In Governor Strickland's state of the state speech in January, he loudly proclaimed a focus on green jobs to be the key to turning around Ohio's economy.
As we detailed many times, that focus reflected backwards thinking and had already proven to fail.
But it turns out the Governor's braggadacio was even more undeserved than initially thought.
Earlier this year, state officials touted the 2,485 jobs they said the Home Weatherization Assistance Program created in October, November and December. But they said yesterday that the fall number was inflated by about 1,100 jobs.
They reported that weatherization supported 1,310 jobs in January, February and March.

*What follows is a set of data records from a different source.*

//! Integration tests for the gateway client.
//!
//! Network tests run the reqwest transport against a one-shot HTTP server on
//! a loopback port.

use easypay::{
    ApiPaymentArgs, Device, EasyPay, GatewayConfig, GatewayError, Md5Signer, Params, PaymentArgs,
    PaymentType,
    models::{self, OrderInfo, RefundResponse},
};
use tokio::{
    io::{AsyncReadExt, AsyncWriteExt},
    net::TcpListener,
    task::JoinHandle,
};
use url::{Url, form_urlencoded};

/// Request as seen by the loopback server.
#[derive(Debug)]
struct CapturedRequest {
    request_line: String,
    headers: Vec<(String, String)>,
    body: String,
}

impl CapturedRequest {
    fn header(&self, name: &str) -> Option<&str> {
        self.headers
            .iter()
            .find(|(k, _)| k.eq_ignore_ascii_case(name))
            .map(|(_, v)| v.as_str())
    }

    fn form(&self) -> Params {
        form_urlencoded::parse(self.body.as_bytes()).into_owned().collect()
    }
}

/// Serves exactly one request with the given status and body.
async fn serve_once(status: u16, body: &'static str) -> (String, JoinHandle<CapturedRequest>) {
    let listener = TcpListener::bind("127.0.0.1:0").await.unwrap();
    let addr = listener.local_addr().unwrap();

    let handle = tokio::spawn(async move {
        let (mut stream, _) = listener.accept().await.unwrap();

        let mut buf = Vec::new();
        let mut chunk = [0u8; 4096];
        let header_end = loop {
            let n = stream.read(&mut chunk).await.unwrap();
            assert!(n > 0, "connection closed before headers were complete");
            buf.extend_from_slice(&chunk[..n]);
            if let Some(pos) = buf.windows(4).position(|w| w == b"\r\n\r\n") {
                break pos;
            }
        };

        let head = String::from_utf8_lossy(&buf[..header_end]).into_owned();
        let mut lines = head.split("\r\n");
        let request_line = lines.next().unwrap_or_default().to_owned();
        let headers: Vec<(String, String)> = lines
            .filter_map(|line| line.split_once(':'))
            .map(|(k, v)| (k.trim().to_owned(), v.trim().to_owned()))
            .collect();

        let content_length = headers
            .iter()
            .find(|(k, _)| k.eq_ignore_ascii_case("content-length"))
            .map_or(0, |(_, v)| v.parse::<usize>().unwrap());
        let mut request_body = buf[header_end + 4..].to_vec();
        while request_body.len() < content_length {
            let n = stream.read(&mut chunk).await.unwrap();
            assert!(n > 0, "connection closed before body was complete");
            request_body.extend_from_slice(&chunk[..n]);
        }

        let response = format!(
            "HTTP/1.1 {status} X\r\nContent-Type: application/json\r\nContent-Length: {}\r\nConnection: close\r\n\r\n{body}",
            body.len(),
        );
        stream.write_all(response.as_bytes()).await.unwrap();
        stream.shutdown().await.unwrap();

        CapturedRequest {
            request_line,
            headers,
            body: String::from_utf8(request_body).unwrap(),
        }
    });

    (format!("http://{addr}"), handle)
}

fn client_for(domain: &str) -> EasyPay {
    EasyPay::new(GatewayConfig::new(domain, "1000", "testkey")).unwrap()
}

fn sample_args() -> PaymentArgs {
    PaymentArgs::new(PaymentType::Alipay, "20240101001", "Test", "1.00".parse().unwrap())
}

#[test]
fn test_pay_url_signature_vector() {
    let client = client_for("https://pay.example.com/");
    let url = client.pay(&sample_args()).unwrap();

    assert!(url.starts_with("https://pay.example.com/submit.php?"));
    let parsed = Url::parse(&url).unwrap();
    let params: Params = parsed.query_pairs().into_owned().collect();
    assert_eq!(params.get("pid").unwrap().to_string(), "1000");
    assert_eq!(params.get("sign_type").unwrap().to_string(), "MD5");
    assert_eq!(params.get("sign").unwrap().to_string(), "724dc8d0a793b2ed68f34019f2245e29");
}

#[test]
fn test_config_from_toml_drives_client() {
    let config = GatewayConfig::from_toml(
        r#"
        domain = "https://pay.example.com//"
        pid = "1000"
        key = "testkey"
        notify_url = "https://shop.example.com/notify"

        [http]
        timeout_secs = 15
        "#,
    )
    .unwrap();
    let client = EasyPay::new(config).unwrap();
    assert_eq!(client.base_url(), "https://pay.example.com");

    let url = client.pay(&sample_args()).unwrap();
    let parsed = Url::parse(&url).unwrap();
    let params: Params = parsed.query_pairs().into_owned().collect();
    assert_eq!(
        params.get("notify_url").unwrap().to_string(),
        "https://shop.example.com/notify"
    );
    assert!(Md5Signer::new("testkey").verify(&params));
}

#[tokio::test]
async fn test_mapi_sends_signed_form_over_http() {
    let (domain, server) =
        serve_once(200, r#"{"code":1,"trade_no":"2024010100001","qrcode":"weixin://x"}"#).await;
    let client = client_for(&domain);

    let args = ApiPaymentArgs::new(sample_args().with_sitename("Shop"))
        .with_clientip("203.0.113.7")
        .with_device(Device::Pc);
    let response = client.mapi(&args).await.unwrap();

    let captured = server.await.unwrap();
    assert_eq!(captured.request_line, "POST /mapi.php HTTP/1.1");
    assert!(
        captured
            .header("content-type")
            .unwrap()
            .starts_with("application/x-www-form-urlencoded")
    );

    let form = captured.form();
    assert_eq!(form.get("clientip").unwrap().to_string(), "203.0.113.7");
    assert_eq!(form.get("sitename").unwrap().to_string(), "Shop");
    assert!(Md5Signer::new("testkey").verify(&form));

    let mapi: models::MapiResponse = models::decode(response).unwrap();
    assert!(mapi.is_success());
    assert_eq!(mapi.qrcode.as_deref(), Some("weixin://x"));
}

#[tokio::test]
async fn test_refund_posts_credentials_and_trade_no() {
    let (domain, server) = serve_once(200, r#"{"code":1,"msg":"refund ok"}"#).await;
    let client = client_for(&domain);

    let response = client.refund(Some("T123"), None, None).await.unwrap();

    let captured = server.await.unwrap();
    assert_eq!(captured.request_line, "POST /api.php HTTP/1.1");
    assert_eq!(captured.body, "act=refund&pid=1000&key=testkey&trade_no=T123");

    let refund: RefundResponse = models::decode(response).unwrap();
    assert!(refund.is_success());
}

#[tokio::test]
async fn test_order_uses_get_query() {
    let (domain, server) = serve_once(
        200,
        r#"{"code":1,"trade_no":"2024010100001","out_trade_no":"20240101001","type":"alipay","money":"1.00","status":1}"#,
    )
    .await;
    let client = client_for(&domain);

    let response = client.order(Some("20240101001"), None).await.unwrap();

    let captured = server.await.unwrap();
    assert_eq!(
        captured.request_line,
        "GET /api.php?act=order&pid=1000&key=testkey&out_trade_no=20240101001 HTTP/1.1"
    );

    let order: OrderInfo = models::decode(response).unwrap();
    assert!(order.is_paid());
    assert_eq!(order.trade_no.as_deref(), Some("2024010100001"));
}

#[tokio::test]
async fn test_non_success_status_is_http_error() {
    let (domain, server) = serve_once(500, r#"{"code":-1}"#).await;
    let client = client_for(&domain);

    let err = client.query().await.unwrap_err();
    assert!(matches!(err, GatewayError::Http(_)));
    server.await.unwrap();
}

#[tokio::test]
async fn test_non_json_body_is_returned_as_string() {
    let (domain, server) = serve_once(200, "success").await;
    let client = client_for(&domain);

    let response = client.settle().await.unwrap();
    assert_eq!(response, serde_json::Value::String("success".to_owned()));
    server.await.unwrap();
}

#[tokio::test]
async fn test_refund_without_ids_never_connects() {
    let client = client_for("http://127.0.0.1:9");
    let err = client.refund(None, None, Some("5.00".parse().unwrap())).await.unwrap_err();
    assert!(matches!(err, GatewayError::InvalidArgument(_)));
}
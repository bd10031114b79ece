//! Builds a signed redirect payment URL.
//!
//! No request is made; the printed URL is where the buyer's browser goes.
//!
//! # Running this example
//!
//! ```bash
//! cargo run --example redirect_payment
//! ```

#![allow(clippy::print_stdout, reason = "examples are allowed to use println")]

use easypay::{EasyPay, GatewayConfig, PaymentArgs, PaymentType, Result};
use rust_decimal::Decimal;

fn main() -> Result<()> {
    let config = GatewayConfig::new("https://pay.example.com", "1000", "testkey")
        .with_notify_url("https://shop.example.com/notify")
        .with_return_url("https://shop.example.com/return");
    let client = EasyPay::new(config)?;

    let args = PaymentArgs::new(PaymentType::Alipay, "20240101001", "Test", Decimal::new(100, 2))
        .with_sitename("Example Shop")
        .with_params("order-42");

    println!("Canonical string:");
    println!("  {}", easypay::Md5Signer::canonical_string(&args.to_params()));
    println!();
    println!("Redirect URL:");
    println!("  {}", client.pay(&args)?);

    Ok(())
}
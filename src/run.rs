//! Drive a worker over a batch of items and stream the outcomes.
//!
//! Outcomes are written as JSON lines, one per item, in processing order.
//! With `follow_children`, child paths registered by a policy are turned
//! into items and processed right after their parent.

use anyhow::{Context, Result};
use std::io::Write;
use std::path::Path;
use tracing::{info, warn};

use crate::config::Config;
use crate::models::Item;
use crate::scan;
use crate::worker::Worker;

/// Counts reported after a run.
#[derive(Debug, Default, Clone, PartialEq, Eq)]
pub struct RunSummary {
    pub processed: usize,
    pub excluded: usize,
    pub failed: usize,
    pub children: usize,
}

/// Reads a JSON array of items.
pub fn load_manifest(path: &Path) -> Result<Vec<Item>> {
    let content = std::fs::read_to_string(path)
        .with_context(|| format!("Failed to read manifest: {}", path.display()))?;
    let items: Vec<Item> = serde_json::from_str(&content)
        .with_context(|| format!("Failed to parse manifest: {}", path.display()))?;
    Ok(items)
}

/// Processes every item (and optionally its children) and writes outcomes.
pub async fn process_items<W: Write>(
    worker: &Worker,
    items: Vec<Item>,
    follow_children: bool,
    out: &mut W,
) -> Result<RunSummary> {
    let mut summary = RunSummary::default();
    // Stack of pending items; reversed so the original order is kept.
    let mut pending: Vec<Item> = items.into_iter().rev().collect();

    while let Some(item) = pending.pop() {
        let parent = follow_children.then(|| item.clone());
        let outcome = worker.process(item).await;

        summary.processed += 1;
        if !outcome.process {
            summary.excluded += 1;
        }
        if outcome.failed() {
            summary.failed += 1;
        }
        serde_json::to_writer(&mut *out, &outcome)?;
        writeln!(out)?;

        let (Some(parent), Some(children)) = (parent, outcome.children.as_ref()) else {
            continue;
        };
        let mut child_items = Vec::with_capacity(children.len());
        for path in children {
            if !path.exists() {
                warn!(path = %path.display(), parent = %parent.guid, "Child path missing, skipping");
                continue;
            }
            match scan::child_item(path, &parent) {
                Ok(child) => child_items.push(child),
                Err(e) => {
                    warn!(path = %path.display(), error = %e, "Failed to load child item");
                }
            }
        }
        summary.children += child_items.len();
        pending.extend(child_items.into_iter().rev());
    }

    out.flush()?;
    Ok(summary)
}

/// `wss run`: process a manifest file.
pub async fn run_manifest(config: &Config, manifest: &Path, follow_children: bool) -> Result<()> {
    let items = load_manifest(manifest)?;
    run_items(config, items, follow_children).await
}

/// `wss scan`: process every file under a directory.
pub async fn run_scan(config: &Config, root: &Path, follow_children: bool) -> Result<()> {
    let items = scan::scan_directory(root, &config.scan)?;
    info!(root = %root.display(), items = items.len(), "Scanned directory");
    run_items(config, items, follow_children).await
}

async fn run_items(config: &Config, items: Vec<Item>, follow_children: bool) -> Result<()> {
    let worker = Worker::initialize(config).await?;
    let stdout = std::io::stdout();
    let mut out = stdout.lock();
    let result = process_items(&worker, items, follow_children, &mut out).await;
    worker.close().await?;

    let summary = result?;
    info!(
        processed = summary.processed,
        excluded = summary.excluded,
        failed = summary.failed,
        children = summary.children,
        "Run complete"
    );
    Ok(())
}

#[cfg(test)]
mod tests {
    use super::*;
    use crate::config::parse_config;
    use crate::policies::pdf_split::tests::sample_pdf;
    use crate::traits::PolicyRegistry;
    use serde_json::Value;
    use tempfile::TempDir;

    fn worker(toml: &str) -> Worker {
        let config = parse_config(toml).unwrap();
        Worker::new(PolicyRegistry::with_index(&config, None).unwrap())
    }

    fn lines(out: &[u8]) -> Vec<Value> {
        String::from_utf8_lossy(out)
            .lines()
            .map(|l| serde_json::from_str(l).unwrap())
            .collect()
    }

    #[test]
    fn manifest_items_parse_with_defaults() {
        let tmp = TempDir::new().unwrap();
        let path = tmp.path().join("items.json");
        std::fs::write(
            &path,
            r#"[{"guid": "g1", "name": "a.txt", "mime_type": "text/plain", "top_level": true},
                {"guid": "g2", "digest": "ABC123"}]"#,
        )
        .unwrap();
        let items = load_manifest(&path).unwrap();
        assert_eq!(items.len(), 2);
        assert!(items[0].top_level);
        assert_eq!(items[1].digest(), Some("ABC123"));
    }

    #[tokio::test]
    async fn writes_one_line_per_item() {
        let worker = worker("[[policies]]\ntype = \"exclude_extensions\"\nextensions = [\"tmp\"]\n");
        let items = vec![
            Item::new("g1", "keep.doc", "application/msword"),
            Item::new("g2", "scratch.TMP", "application/octet-stream"),
        ];
        let mut out = Vec::new();
        let summary = process_items(&worker, items, false, &mut out).await.unwrap();

        assert_eq!(summary.processed, 2);
        assert_eq!(summary.excluded, 1);
        let lines = lines(&out);
        assert_eq!(lines[0]["guid"], "g1");
        assert_eq!(lines[0]["process"], true);
        assert_eq!(lines[1]["process"], false);
    }

    #[tokio::test]
    async fn follows_split_pages_as_children() {
        let tmp = TempDir::new().unwrap();
        let pdf = tmp.path().join("two.pdf");
        std::fs::write(&pdf, sample_pdf(2)).unwrap();
        let worker = worker(&format!(
            "[[policies]]\ntype = \"split_pdf_pages\"\noutput_dir = \"{}\"\n",
            tmp.path().join("pages").display()
        ));

        let mut item = Item::new("cafe01", "two.pdf", "application/pdf");
        item.binary_path = Some(pdf);
        let mut out = Vec::new();
        let summary = process_items(&worker, vec![item], true, &mut out).await.unwrap();

        assert_eq!(summary.children, 2);
        assert_eq!(summary.processed, 3);
        let lines = lines(&out);
        assert_eq!(lines[0]["guid"], "cafe01");
        assert_eq!(lines[0]["children"].as_array().unwrap().len(), 2);
        // Pages are not split again.
        assert!(lines[1].get("children").is_none());
        assert!(lines[2].get("children").is_none());
    }
}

The fall number was too high mainly because some grant recipients had counted the number of people working in weatherization jobs instead of counting the hours they worked, said Don Skaggs, an administrator in the Ohio Department of Development who helps oversee the program. That means, for example, that part-time workers could have been counted as holding full-time jobs even though they worked only 20 hours per week.
In a letter to be sent to federal officials, state officials said such errors meant that the reported number of jobs was inflated.
Governor Strickland's team fudged the data in order to enhance their political standing. And that's shameful to no end.
But now that we have more accurate data, let's look at the math again.
Ohio received $267 million in stimulus dollars for its weatherization program. Being generous, let's assume that half that goes to materials designated for completion of the job. The other half, $133,500,000, specifically funds each individual job. That means each of the 1,310 jobs costs taxpayers almost $102,000 each.
Is that the kind of massive taxpayer spending per job that Governor Strickland wants to base our entire economy upon?
It's very simple. The market is not yet interested in a green job economy.
The sooner Ohio has a Governor that focuses instead on attracting ALL businesses to the state, the better of we all are.